**MATERIAL PROVIDED**
----------

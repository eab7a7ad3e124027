// SPDX-License-Identifier: BUSL-1.1
// Copyright (c) 2026 Alfred Jean LLC

//! Shared helpers for CLI specs.

use assert_cmd::Command;
use std::path::Path;
use tempfile::TempDir;

pub const CHAIN: &str = r#"
[chain]
gateway_url = "http://127.0.0.1:9"
account = "0x00000000000000000000000000000000000000f1"
"#;

pub const KEEPER: &str = r#"
[keeper]
enabled = true
registry = "0x00000000000000000000000000000000000000c1"
funding_token = "0x00000000000000000000000000000000000000c2"
"#;

pub const RELAY: &str = r#"
[relay]
enabled = true
api_key = "spec-key"
"#;

/// `uk` with a clean environment, run outside any project.
pub fn cli() -> Cli {
    let dir = TempDir::new().unwrap();
    let cli = Cli::new(dir.path());
    Cli { _dir: Some(dir), ..cli }
}

/// Temporary working directory holding a `uk.toml`.
pub struct Project {
    dir: TempDir,
}

impl Project {
    pub fn with_config(config: &str) -> Self {
        let project = Self { dir: TempDir::new().unwrap() };
        project.file("uk.toml", config);
        project
    }

    pub fn file(&self, name: &str, contents: &str) {
        std::fs::write(self.dir.path().join(name), contents).unwrap();
    }

    pub fn path(&self) -> &Path {
        self.dir.path()
    }

    pub fn uk(&self) -> Cli {
        Cli::new(self.dir.path())
    }
}

pub struct Cli {
    cmd: Command,
    _dir: Option<TempDir>,
}

impl Cli {
    fn new(cwd: &Path) -> Self {
        let mut cmd = Command::new(env!("CARGO_BIN_EXE_uk"));
        cmd.current_dir(cwd)
            .env_remove("UK_CONFIG")
            .env_remove("UK_RELAY_API_KEY")
            .env_remove("UK_KEEPER_POLL_MS")
            .env_remove("UK_RELAY_POLL_MS")
            .env("UK_LOG", "warn")
            .env("NO_COLOR", "1")
            .env("XDG_CONFIG_HOME", cwd.join(".config"))
            .env("HOME", cwd);
        Self { cmd, _dir: None }
    }

    pub fn args(mut self, args: &[&str]) -> Self {
        self.cmd.args(args);
        self
    }

    pub fn env(mut self, key: &str, value: &str) -> Self {
        self.cmd.env(key, value);
        self
    }

    pub fn passes(self) -> Run {
        self.exits_with(0)
    }

    pub fn exits_with(mut self, code: i32) -> Run {
        let output = self.cmd.output().unwrap();
        let run = Run {
            stdout: String::from_utf8_lossy(&output.stdout).into_owned(),
            stderr: String::from_utf8_lossy(&output.stderr).into_owned(),
        };
        assert_eq!(
            output.status.code(),
            Some(code),
            "unexpected exit status\nstdout:\n{}\nstderr:\n{}",
            run.stdout,
            run.stderr
        );
        run
    }
}

pub struct Run {
    pub stdout: String,
    pub stderr: String,
}

impl Run {
    pub fn stdout_has(self, needle: &str) -> Self {
        assert!(self.stdout.contains(needle), "stdout missing {needle:?}:\n{}", self.stdout);
        self
    }

    pub fn stdout_lacks(self, needle: &str) -> Self {
        assert!(!self.stdout.contains(needle), "stdout unexpectedly has {needle:?}:\n{}", self.stdout);
        self
    }

    pub fn stderr_has(self, needle: &str) -> Self {
        assert!(self.stderr.contains(needle), "stderr missing {needle:?}:\n{}", self.stderr);
        self
    }

    pub fn json(&self) -> serde_json::Value {
        serde_json::from_str(&self.stdout).unwrap()
    }
}

/// `[[job]]` block.
pub fn job(name: &str, gas: u64, frequency: u64, priority: &str) -> String {
    format!(
        r#"
[[job]]
name = "{name}"
target = "0x00000000000000000000000000000000000000aa"
function = "rebalance"
gas_limit = {gas}
frequency_secs = {frequency}
priority = "{priority}"
"#
    )
}
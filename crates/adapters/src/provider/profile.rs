// SPDX-License-Identifier: BUSL-1.1
// Copyright (c) 2026 Alfred Jean LLC

//! Static cost and reliability characteristics of each provider kind.

use uk_core::{AutomationJob, Priority, ProviderId};

/// Scoring inputs for provider selection.
pub trait ProviderProfile: Send + Sync + 'static {
    fn id(&self) -> ProviderId;

    /// Relative cost multiplier applied to a job's gas budget
    fn cost_per_gas_unit(&self) -> u64;

    fn base_reliability(&self) -> u32;

    /// Extra points for jobs this provider is particularly suited to
    fn feature_bonus(&self, job: &AutomationJob) -> u32;
}

/// Registry-and-bond network: cheap, reliable, best for scheduled work.
#[derive(Debug, Clone, Copy, Default)]
pub struct KeeperProfile;

impl ProviderProfile for KeeperProfile {
    fn id(&self) -> ProviderId {
        ProviderId::keeper()
    }

    fn cost_per_gas_unit(&self) -> u64 {
        20
    }

    fn base_reliability(&self) -> u32 {
        90
    }

    fn feature_bonus(&self, job: &AutomationJob) -> u32 {
        if job.is_high_frequency() {
            0
        } else {
            20
        }
    }
}

/// Off-chain relay network: pricier, favours frequent and urgent work.
#[derive(Debug, Clone, Copy, Default)]
pub struct RelayProfile;

impl ProviderProfile for RelayProfile {
    fn id(&self) -> ProviderId {
        ProviderId::relay()
    }

    fn cost_per_gas_unit(&self) -> u64 {
        25
    }

    fn base_reliability(&self) -> u32 {
        85
    }

    fn feature_bonus(&self, job: &AutomationJob) -> u32 {
        let mut bonus = 0;
        if job.is_high_frequency() {
            bonus += 25;
        }
        if job.priority >= Priority::Medium {
            bonus += 15;
        }
        bonus
    }
}

#[cfg(test)]
#[path = "profile_tests.rs"]
mod tests;
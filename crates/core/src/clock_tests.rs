// SPDX-License-Identifier: BUSL-1.1
// Copyright (c) 2026 Alfred Jean LLC

use super::*;

#[test]
fn system_clock_is_past_2020() {
    assert!(SystemClock.epoch_ms() > 1_577_836_800_000);
}

#[test]
fn fake_clock_advances_by_duration() {
    let clock = FakeClock::at(5_000);
    clock.advance(Duration::from_secs(60));
    assert_eq!(clock.epoch_ms(), 65_000);
}

#[test]
fn fake_clock_clones_share_time() {
    let a = FakeClock::new();
    let b = a.clone();
    b.advance(Duration::from_millis(250));
    assert_eq!(a.epoch_ms(), b.epoch_ms());
}

#[test]
fn fake_clock_set_epoch_ms() {
    let clock = FakeClock::default();
    clock.set_epoch_ms(42);
    assert_eq!(clock.epoch_ms(), 42);
}
// SPDX-License-Identifier: BUSL-1.1
// Copyright (c) 2026 Alfred Jean LLC

//! Declarative macros shared by the upkeep crates.
//!
//! - [`simple_display!`]: `Display` for enums whose variants print as fixed strings
//! - [`setters!`]: chainable setters for config structs with many defaults

/// Implement `Display` by mapping each enum variant to a string literal.
///
/// ```ignore
/// uk_core::simple_display! {
///     Priority {
///         Low => "low",
///         High => "high",
///     }
/// }
/// ```
#[macro_export]
macro_rules! simple_display {
    ($enum:ty { $( $variant:ident $(( $($ignore:tt)* ))? => $str:expr ),+ $(,)? }) => {
        impl std::fmt::Display for $enum {
            fn fmt(&self, f: &mut std::fmt::Formatter<'_>) -> std::fmt::Result {
                f.write_str(match self {
                    $( Self::$variant $(( $($ignore)* ))? => $str, )+
                })
            }
        }
    };
}

/// Generate consuming setter methods inside an `impl` block.
///
/// - `into { field: Type }`: setter accepts `impl Into<Type>`
/// - `set { field: Type }`: setter accepts `Type`
/// - `option { field: Type }`: field is `Option<Type>`, setter wraps in `Some`
///
/// ```ignore
/// impl KeeperConfig {
///     uk_core::setters! {
///         set { bond: u128, poll_interval: Duration }
///     }
/// }
/// ```
#[macro_export]
macro_rules! setters {
    (
        $(into {
            $( $into_field:ident : $into_ty:ty ),* $(,)?
        })?
        $(set {
            $( $set_field:ident : $set_ty:ty ),* $(,)?
        })?
        $(option {
            $( $opt_field:ident : $opt_ty:ty ),* $(,)?
        })?
    ) => {
        $($(
            pub fn $into_field(mut self, v: impl Into<$into_ty>) -> Self {
                self.$into_field = v.into();
                self
            }
        )*)?

        $($(
            pub fn $set_field(mut self, v: $set_ty) -> Self {
                self.$set_field = v;
                self
            }
        )*)?

        $($(
            pub fn $opt_field(mut self, v: impl Into<$opt_ty>) -> Self {
                self.$opt_field = Some(v.into());
                self
            }
        )*)?
    };
}
// SPDX-License-Identifier: BUSL-1.1
// Copyright (c) 2026 Alfred Jean LLC

// Allow panic!/unwrap/expect in test code
#![cfg_attr(test, allow(clippy::panic))]
#![cfg_attr(test, allow(clippy::unwrap_used))]
#![cfg_attr(test, allow(clippy::expect_used))]

//! uk-core: job model, execution records and metrics for the upkeep orchestrator

pub mod macros;

pub mod clock;
pub mod decimal;
pub mod execution;
pub mod hex_bytes;
pub mod id;
pub mod job;
pub mod metrics;

#[cfg(any(test, feature = "test-support"))]
pub mod test_support;

pub use clock::{Clock, FakeClock, SystemClock};
pub use execution::ExecutionRecord;
pub use id::{ProviderId, RegistrationId};
pub use job::{AutomationJob, JobError, JobStatus, Priority, ProviderChoice, HOURLY_SECS};
pub use metrics::{ratio, ExecutionMetrics};
// SPDX-License-Identifier: BUSL-1.1
// Copyright (c) 2026 Alfred Jean LLC

use super::*;
use crate::id::ProviderId;
use proptest::prelude::*;

fn record(ts: u64) -> ExecutionRecord {
    ExecutionRecord::new("harvest", ProviderId::relay(), ts).gas_used(100).fee_paid(7)
}

#[test]
fn apply_counts_success_and_failure() {
    let mut m = ExecutionMetrics::default();
    assert!(m.apply(&record(1)));
    assert!(m.apply(&record(2).success(false).error("out of gas")));

    assert_eq!(m.total_executions, 2);
    assert_eq!(m.successful_executions, 1);
    assert_eq!(m.failed_executions, 1);
    assert_eq!(m.total_gas_used, 200);
    assert_eq!(m.total_fees_paid, 14);
    assert_eq!(m.last_execution_ms, Some(2));
    assert_eq!(m.last_error.as_deref(), Some("out of gas"));
    assert_eq!(m.success_rate(), 0.5);
}

#[test]
fn apply_ignores_replayed_timestamps() {
    let mut m = ExecutionMetrics::default();
    assert!(m.apply(&record(10)));
    assert!(!m.apply(&record(10)));
    assert!(!m.apply(&record(9)));
    assert_eq!(m.total_executions, 1);
}

#[test]
fn failed_record_without_message_gets_default_error() {
    let mut m = ExecutionMetrics::default();
    m.apply(&record(1).success(false));
    assert_eq!(m.last_error.as_deref(), Some("execution reverted"));
}

#[test]
fn average_latency_only_counts_reported_samples() {
    let mut m = ExecutionMetrics::default();
    m.apply(&record(1).latency_ms(100u64));
    m.apply(&record(2));
    m.apply(&record(3).latency_ms(300u64));
    assert_eq!(m.average_latency_ms, 200.0);
}

#[test]
fn empty_metrics_report_zero_rates() {
    let m = ExecutionMetrics::default();
    assert_eq!(m.success_rate(), 0.0);
    assert_eq!(m.gas_per_execution(), 0.0);
}

proptest! {
    #[test]
    fn totals_never_regress_and_count_distinct_timestamps(
        batches in prop::collection::vec(prop::collection::vec(0u64..50, 0..8), 1..10)
    ) {
        let mut m = ExecutionMetrics::default();
        let mut seen_max: Option<u64> = None;
        let mut distinct = 0u64;
        let mut previous_total = 0u64;

        for mut batch in batches {
            batch.sort_unstable();
            for ts in batch {
                if seen_max.map_or(true, |max| ts > max) {
                    seen_max = Some(ts);
                    distinct += 1;
                }
                m.apply(&record(ts).success(ts % 3 != 0));
            }
            prop_assert!(m.total_executions >= previous_total);
            previous_total = m.total_executions;
        }

        prop_assert_eq!(m.total_executions, distinct);
        prop_assert_eq!(m.successful_executions + m.failed_executions, m.total_executions);
    }
}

----------

**WHAT YOU WILL DO**
In the entries above, find each line with the word "toml" and copy it.

**ANSWER AREA**
/// Temporary working directory holding a `uk.toml`.
        project.file("uk.toml", config);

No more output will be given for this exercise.